ABOUT THIS TASK:
The result should be every line in the material below containing the string "async".

DATA EXTRACT:
=== Begin Enclosure ===

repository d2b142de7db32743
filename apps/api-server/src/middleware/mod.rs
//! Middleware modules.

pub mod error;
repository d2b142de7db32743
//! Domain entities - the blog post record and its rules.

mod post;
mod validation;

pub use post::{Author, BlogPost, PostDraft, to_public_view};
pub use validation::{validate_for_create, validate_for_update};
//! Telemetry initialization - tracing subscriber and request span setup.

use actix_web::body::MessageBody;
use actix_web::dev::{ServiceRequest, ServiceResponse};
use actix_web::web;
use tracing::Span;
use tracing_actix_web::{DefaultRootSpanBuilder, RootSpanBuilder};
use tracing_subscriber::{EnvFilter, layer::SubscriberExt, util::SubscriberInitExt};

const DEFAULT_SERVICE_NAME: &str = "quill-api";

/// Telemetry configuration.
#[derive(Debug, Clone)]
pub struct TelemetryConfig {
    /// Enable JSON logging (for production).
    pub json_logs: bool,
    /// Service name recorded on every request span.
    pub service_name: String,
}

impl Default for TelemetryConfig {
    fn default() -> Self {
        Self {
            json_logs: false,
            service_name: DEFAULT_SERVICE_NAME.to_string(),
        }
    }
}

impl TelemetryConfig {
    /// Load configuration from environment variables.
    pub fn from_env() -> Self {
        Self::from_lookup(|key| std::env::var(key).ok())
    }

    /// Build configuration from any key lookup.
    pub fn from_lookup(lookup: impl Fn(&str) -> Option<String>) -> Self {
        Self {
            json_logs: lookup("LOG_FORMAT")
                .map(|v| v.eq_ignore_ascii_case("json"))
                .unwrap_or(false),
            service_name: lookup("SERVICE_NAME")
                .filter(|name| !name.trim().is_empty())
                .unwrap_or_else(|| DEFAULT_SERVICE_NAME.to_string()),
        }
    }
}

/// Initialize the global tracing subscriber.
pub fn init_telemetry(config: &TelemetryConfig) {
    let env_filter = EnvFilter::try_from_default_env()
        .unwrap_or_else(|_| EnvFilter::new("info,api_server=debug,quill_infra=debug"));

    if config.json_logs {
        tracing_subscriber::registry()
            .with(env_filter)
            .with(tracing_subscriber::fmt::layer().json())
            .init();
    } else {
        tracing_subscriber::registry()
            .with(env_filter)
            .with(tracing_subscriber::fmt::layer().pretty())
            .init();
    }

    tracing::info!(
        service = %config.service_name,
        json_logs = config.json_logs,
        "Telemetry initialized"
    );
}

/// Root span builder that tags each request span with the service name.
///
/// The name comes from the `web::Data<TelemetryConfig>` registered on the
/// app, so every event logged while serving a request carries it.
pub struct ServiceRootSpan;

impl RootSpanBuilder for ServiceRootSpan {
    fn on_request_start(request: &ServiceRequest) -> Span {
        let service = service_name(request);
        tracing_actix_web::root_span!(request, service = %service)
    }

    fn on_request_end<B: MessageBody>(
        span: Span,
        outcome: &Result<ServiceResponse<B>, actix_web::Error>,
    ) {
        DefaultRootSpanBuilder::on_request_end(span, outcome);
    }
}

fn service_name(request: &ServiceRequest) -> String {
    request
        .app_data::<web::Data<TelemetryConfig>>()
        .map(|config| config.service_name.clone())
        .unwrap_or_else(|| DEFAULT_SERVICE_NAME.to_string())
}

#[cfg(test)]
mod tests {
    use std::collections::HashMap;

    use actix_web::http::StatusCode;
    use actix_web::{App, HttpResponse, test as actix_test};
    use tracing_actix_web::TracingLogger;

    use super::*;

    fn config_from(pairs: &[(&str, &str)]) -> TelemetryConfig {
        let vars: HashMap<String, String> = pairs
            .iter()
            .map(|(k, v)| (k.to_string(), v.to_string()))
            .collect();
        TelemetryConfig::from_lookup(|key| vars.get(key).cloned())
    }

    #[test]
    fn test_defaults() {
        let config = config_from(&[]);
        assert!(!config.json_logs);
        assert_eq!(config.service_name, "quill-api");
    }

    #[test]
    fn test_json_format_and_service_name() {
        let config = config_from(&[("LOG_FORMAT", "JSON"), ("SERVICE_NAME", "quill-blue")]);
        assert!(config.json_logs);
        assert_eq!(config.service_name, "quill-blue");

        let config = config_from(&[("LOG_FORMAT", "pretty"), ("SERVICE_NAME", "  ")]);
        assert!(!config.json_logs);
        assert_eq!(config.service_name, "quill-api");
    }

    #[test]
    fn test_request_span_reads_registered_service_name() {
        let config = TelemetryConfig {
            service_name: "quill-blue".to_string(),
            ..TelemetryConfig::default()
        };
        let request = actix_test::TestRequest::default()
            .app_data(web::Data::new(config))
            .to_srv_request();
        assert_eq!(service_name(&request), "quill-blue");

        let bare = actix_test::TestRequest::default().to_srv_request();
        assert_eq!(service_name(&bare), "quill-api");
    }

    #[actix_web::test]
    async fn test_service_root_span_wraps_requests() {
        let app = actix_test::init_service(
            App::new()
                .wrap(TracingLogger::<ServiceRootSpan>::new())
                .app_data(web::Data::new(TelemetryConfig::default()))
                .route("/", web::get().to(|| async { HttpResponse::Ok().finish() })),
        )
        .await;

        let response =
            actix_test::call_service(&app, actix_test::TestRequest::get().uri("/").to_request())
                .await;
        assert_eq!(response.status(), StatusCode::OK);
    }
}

=== End Enclosure ===

WRITTEN SOLUTION:
    async fn test_service_root_span_wraps_requests() {
                .route("/", web::get().to(|| async { HttpResponse::Ok().finish() })),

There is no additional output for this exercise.